The city is served by the Line 8 of São Paulo commuter rail, having two stations within the area of the municipality and a third one just after the border with Osasco. Three Bus services serve the city: ETT Carapicuíba and Del Rey Transportes, with municipal and inter municipal lines, and Viação Osasco, with intermunicipal lines only.

=== Highways ===
There are no highways crossing Carapicuíba, though the Rodoanel Mário Covas marks most of the border with Osasco and provides some accesses to the city, as well as serving as the main connection to the other highways and the city of São Paulo itself. The Rodovia Castelo Branco passes just north of the city, in Barueri.

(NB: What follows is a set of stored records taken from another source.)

use async_trait::async_trait;

use super::model::*;

#[async_trait]
pub trait UserRepo: Send + Sync {
    async fn get_user_by_email(&self, email: &str) -> DbResult<User>;
    async fn get_user_by_id(&self, id: i64) -> DbResult<User>;
    async fn create_user(&self, user: &NewUser) -> DbResult<User>;
    async fn update_user_profile(
        &self,
        id: i64,
        username: Option<&str>,
        photo: Option<&str>,
    ) -> DbResult<User>;
}

#[async_trait]
pub trait MovieRepo: Send + Sync {
    async fn list_movies(&self) -> DbResult<Vec<Movie>>;
    async fn get_movie(&self, id: i64) -> DbResult<Movie>;
    async fn upsert_movie(&self, movie: &Movie) -> DbResult<()>;
    async fn search_movies_by_title(&self, keywords: &[String], limit: i64) -> DbResult<Vec<Movie>>;
    async fn search_movies_by_genre(&self, genres: &[String], limit: i64) -> DbResult<Vec<Movie>>;
    async fn top_movies_by_popularity(&self, limit: i64) -> DbResult<Vec<Movie>>;
}

#[async_trait]
pub trait WatchlistRepo: Send + Sync {
    async fn get_watchlist_movies(&self, user_id: i64) -> DbResult<Vec<Movie>>;
    async fn add_to_watchlist(&self, user_id: i64, movie_id: i64) -> DbResult<()>;
    async fn remove_from_watchlist(&self, user_id: i64, movie_id: i64) -> DbResult<()>;
}

#[async_trait]
pub trait OrderRepo: Send + Sync {
    async fn get_order(&self, order_id: &str) -> DbResult<Order>;
    async fn create_order(&self, order: &Order) -> DbResult<()>;
    /// Settles an order and upgrades its payer in one transaction.
    ///
    /// The order write is conditional on `status = 'pending'`; a zero
    /// affected-row count reports `AlreadyPaid` instead of re-applying the
    /// transition, so concurrent duplicate calls settle exactly once.
    async fn settle_order_and_upgrade_user(
        &self,
        order_id: &str,
        user_id: i64,
    ) -> DbResult<PaidTransition>;
}

pub trait Repository: UserRepo + MovieRepo + WatchlistRepo + OrderRepo + Send + Sync {
    fn close(&self);
}
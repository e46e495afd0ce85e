use axum::{
    extract::{Path, State},
    http::StatusCode,
    Extension, Json,
};

use super::auth::CurrentUser;
use super::error::{ApiError, ApiResult};
use super::types::*;
use crate::db::{DbError, MovieRepo, WatchlistRepo};
use crate::server::AppState;

pub async fn get_watchlist(
    State(state): State<AppState>,
    Extension(user): Extension<CurrentUser>,
) -> ApiResult<Json<Vec<MovieDto>>> {
    let movies = state.db.get_watchlist_movies(user.0.id).await?;
    Ok(Json(movies.iter().map(MovieDto::from).collect()))
}

pub async fn add_to_watchlist(
    State(state): State<AppState>,
    Extension(user): Extension<CurrentUser>,
    Json(req): Json<AddWatchlistRequest>,
) -> ApiResult<(StatusCode, Json<MessageResponse>)> {
    let movie_id = req
        .movie_id
        .ok_or_else(|| ApiError::BadRequest("Movie id is required".to_string()))?;

    // The movie must exist before it can be listed.
    state
        .db
        .get_movie(movie_id)
        .await
        .map_err(|_| ApiError::NotFound("Movie not found".to_string()))?;

    state
        .db
        .add_to_watchlist(user.0.id, movie_id)
        .await
        .map_err(|e| match e {
            DbError::AlreadyExists(_) => {
                ApiError::BadRequest("Movie already in watchlist".to_string())
            }
            _ => e.into(),
        })?;

    Ok((
        StatusCode::CREATED,
        Json(MessageResponse {
            message: "Movie added to watchlist".to_string(),
        }),
    ))
}

pub async fn remove_from_watchlist(
    State(state): State<AppState>,
    Extension(user): Extension<CurrentUser>,
    Path(movie_id): Path<i64>,
) -> ApiResult<Json<MessageResponse>> {
    state
        .db
        .remove_from_watchlist(user.0.id, movie_id)
        .await
        .map_err(|e| match e {
            DbError::NotFound(_) => ApiError::NotFound("Movie not in watchlist".to_string()),
            _ => e.into(),
        })?;

    Ok(Json(MessageResponse {
        message: "Movie removed from watchlist".to_string(),
    }))
}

It is also possible to access Carapicuíba from the Rodovia Raposo Tavares, which runs just south of it in the city of Cotia, and from Osasco via the Avenida dos Autonomistas.

== Notable people ==
- Higor Alves, athlete
- Amauri, footballer
- André, footballer
- Deivid, footballer
- Dener, footballer
- Leonardo Jesus, footballer
- Gustavo Oliveira, cyclist
- Netinho de Paula, musician, television presenter, and politician

== Religion ==

Christianity is present in the city as follows:

=== Catholic Church ===
The Catholic church in the municipality is part of the Diocese of Osasco.

=== Protestant Church ===
The most diverse evangelical beliefs are present in the city, mainly Pentecostal, including the Assemblies of God in Brazil (the largest evangelical church in the country), Christian Congregation in Brazil, among others. These denominations are growing more and more throughout Brazil.